§ **WORK TO BE COMPLETED**
Your task is to find every line of the data that holds the string "MissingUrl" and copy it.

BEGIN

use serde::{Deserialize, Serialize};
use serde_json::{Map, Value};
use std::fmt;
use std::path::PathBuf;
use thiserror::Error;
use uuid::Uuid;

/// What a temporary artifact holds
#[derive(Debug, Clone, Copy, PartialEq, Eq, Hash)]
pub enum ArtifactKind {
    Reference,
    Candidate,
}

impl ArtifactKind {
    pub fn prefix(&self) -> &'static str {
        match self {
            ArtifactKind::Reference => "ref",
            ArtifactKind::Candidate => "cand",
        }
    }
}

/// Unique name of one file in temporary storage
///
/// The name is built from a random UUID and a sanitised extension, never
/// from an uploaded filename or a URL segment.
#[derive(Debug, Clone, PartialEq, Eq, Hash)]
pub struct StorageKey {
    pub kind: ArtifactKind,
    pub id: Uuid,
    pub extension: String,
}

impl StorageKey {
    pub fn new(kind: ArtifactKind, extension: impl Into<String>) -> Self {
        Self {
            kind,
            id: Uuid::new_v4(),
            extension: extension.into(),
        }
    }

    pub fn file_name(&self) -> String {
        format!("{}-{}.{}", self.kind.prefix(), self.id.simple(), self.extension)
    }
}

impl fmt::Display for StorageKey {
    fn fmt(&self, f: &mut fmt::Formatter<'_>) -> fmt::Result {
        f.write_str(&self.file_name())
    }
}

/// Probe image as received from the client, before it is stored
#[derive(Debug, Clone)]
pub struct ReferenceUpload {
    pub bytes: Vec<u8>,
    pub content_type: Option<String>,
    /// Client-supplied filename. Only its extension is ever consulted.
    pub file_name: Option<String>,
}

/// Probe image once persisted for the current request
#[derive(Debug, Clone)]
pub struct ReferenceImage {
    pub key: StorageKey,
    pub path: PathBuf,
    pub size: usize,
}

/// Downloaded photo of one catalog record
#[derive(Debug, Clone)]
pub struct CandidateImage {
    pub key: StorageKey,
    pub path: PathBuf,
    pub size: usize,
}

/// One entry of the event catalog
///
/// The record keeps every field it was fetched with so that a matched
/// record is returned to the caller exactly as the catalog produced it.
#[derive(Debug, Clone, PartialEq, Serialize, Deserialize)]
#[serde(transparent)]
pub struct EventRecord(Map<String, Value>);

impl EventRecord {
    pub fn from_fields(fields: Map<String, Value>) -> Self {
        Self(fields)
    }

    /// Identifier as text, whether the catalog sends it as a string or a number
    pub fn id(&self) -> Option<String> {
        match self.0.get("id")? {
            Value::String(s) if !s.is_empty() => Some(s.clone()),
            Value::Number(n) => Some(n.to_string()),
            _ => None,
        }
    }

    pub fn title(&self) -> Option<&str> {
        ["titulo", "title", "nome"]
            .iter()
            .find_map(|field| self.0.get(*field).and_then(Value::as_str))
    }

    /// Photo URL, if the record carries a non-empty string under `foto_url`
    ///
    /// Anything else (absent, `null`, `false`, blank) counts as no photo.
    pub fn photo_url(&self) -> Option<&str> {
        self.0
            .get("foto_url")
            .and_then(Value::as_str)
            .map(str::trim)
            .filter(|url| !url.is_empty())
    }

    /// Short human-readable name for log lines
    pub fn label(&self) -> String {
        match (self.id(), self.title()) {
            (Some(id), Some(title)) => format!("{} ({})", id, title),
            (Some(id), None) => id,
            (None, Some(title)) => title.to_string(),
            (None, None) => "<unnamed>".to_string(),
        }
    }
}

/// Why a record was left out without being evaluated
#[derive(Debug, Clone, Copy, PartialEq, Eq)]
pub enum SkipReason {
    MissingUrl,
    MalformedUrl,
}

impl SkipReason {
    pub fn as_str(&self) -> &'static str {
        match self {
            SkipReason::MissingUrl => "missing-url",
            SkipReason::MalformedUrl => "malformed-url",
        }
    }
}

impl fmt::Display for SkipReason {
    fn fmt(&self, f: &mut fmt::Formatter<'_>) -> fmt::Result {
        f.write_str(self.as_str())
    }
}

/// Why evaluating a record failed
#[derive(Debug, Clone, PartialEq, Eq, Error)]
pub enum FailureCause {
    #[error("download failed: {0}")]
    Download(String),

    #[error("storage failed: {0}")]
    Storage(String),

    #[error("stored image could not be confirmed: {0}")]
    Integrity(String),

    #[error("verifier failed: {0}")]
    Verifier(String),

    #[error("unexpected error: {0}")]
    Unexpected(String),
}

/// Result of evaluating one catalog record against the reference
#[derive(Debug, Clone)]
pub enum MatchOutcome {
    Matched { record: EventRecord, score: Option<f64> },
    NotMatched { record: EventRecord, score: Option<f64> },
    Skipped { record: EventRecord, reason: SkipReason },
    Failed { record: EventRecord, cause: FailureCause },
}

/// Per-outcome counters for one batch
#[derive(Debug, Clone, Copy, Default, PartialEq, Eq)]
pub struct OutcomeSummary {
    pub matched: usize,
    pub not_matched: usize,
    pub skipped: usize,
    pub failed: usize,
}

/// Matched records of one batch, in catalog order
#[derive(Debug, Clone, Default)]
pub struct BatchResult {
    pub matched: Vec<EventRecord>,
    pub summary: OutcomeSummary,
}

impl BatchResult {
    /// Fold one outcome into the result; only `Matched` keeps its record.
    ///
    /// Outcomes must be pushed in catalog order.
    pub fn push(&mut self, outcome: MatchOutcome) {
        match outcome {
            MatchOutcome::Matched { record, .. } => {
                self.summary.matched += 1;
                self.matched.push(record);
            }
            MatchOutcome::NotMatched { .. } => self.summary.not_matched += 1,
            MatchOutcome::Skipped { .. } => self.summary.skipped += 1,
            MatchOutcome::Failed { .. } => self.summary.failed += 1,
        }
    }

    pub fn total(&self) -> usize {
        self.summary.matched + self.summary.not_matched + self.summary.skipped + self.summary.failed
    }
}

impl Extend<MatchOutcome> for BatchResult {
    fn extend<I: IntoIterator<Item = MatchOutcome>>(&mut self, iter: I) {
        for outcome in iter {
            self.push(outcome);
        }
    }
}

impl FromIterator<MatchOutcome> for BatchResult {
    fn from_iter<I: IntoIterator<Item = MatchOutcome>>(iter: I) -> Self {
        let mut result = BatchResult::default();
        result.extend(iter);
        result
    }
}

#[cfg(test)]
mod tests {
    use super::*;
    use serde_json::json;

    fn record(value: Value) -> EventRecord {
        serde_json::from_value(value).unwrap()
    }

    #[test]
    fn test_storage_key_file_name() {
        let key = StorageKey::new(ArtifactKind::Candidate, "png");
        let name = key.file_name();

        assert!(name.starts_with("cand-"));
        assert!(name.ends_with(".png"));
        assert!(!name.contains('/'));
    }

    #[test]
    fn test_storage_keys_are_unique() {
        let a = StorageKey::new(ArtifactKind::Reference, "jpg");
        let b = StorageKey::new(ArtifactKind::Reference, "jpg");
        assert_ne!(a.file_name(), b.file_name());
    }

    #[test]
    fn test_photo_url_variants() {
        assert_eq!(
            record(json!({"foto_url": " https://x.test/a.jpg "})).photo_url(),
            Some("https://x.test/a.jpg")
        );
        assert_eq!(record(json!({"foto_url": ""})).photo_url(), None);
        assert_eq!(record(json!({"foto_url": false})).photo_url(), None);
        assert_eq!(record(json!({"foto_url": null})).photo_url(), None);
        assert_eq!(record(json!({"id": 3})).photo_url(), None);
    }

    #[test]
    fn test_record_passthrough() {
        let raw = json!({"id": 7, "titulo": "Show", "foto_url": "https://x.test/a.jpg", "extra": {"k": [1, 2]}});
        let rec = record(raw.clone());

        assert_eq!(rec.id().as_deref(), Some("7"));
        assert_eq!(rec.title(), Some("Show"));
        assert_eq!(serde_json::to_value(&rec).unwrap(), raw);
    }

    #[test]
    fn test_batch_result_keeps_only_matches_in_order() {
        let r1 = record(json!({"id": 1}));
        let r2 = record(json!({"id": 2}));
        let r3 = record(json!({"id": 3}));

        let result: BatchResult = vec![
            MatchOutcome::Matched { record: r1.clone(), score: Some(0.2) },
            MatchOutcome::Failed { record: r2, cause: FailureCause::Download("404".into()) },
            MatchOutcome::Matched { record: r3.clone(), score: None },
        ]
        .into_iter()
        .collect();

        assert_eq!(result.matched, vec![r1, r3]);
        assert_eq!(result.summary.failed, 1);
        assert_eq!(result.total(), 3);
    }
}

END

§ **SOLUTION TO THE EXERCISE**
    MissingUrl,
            SkipReason::MissingUrl => "missing-url",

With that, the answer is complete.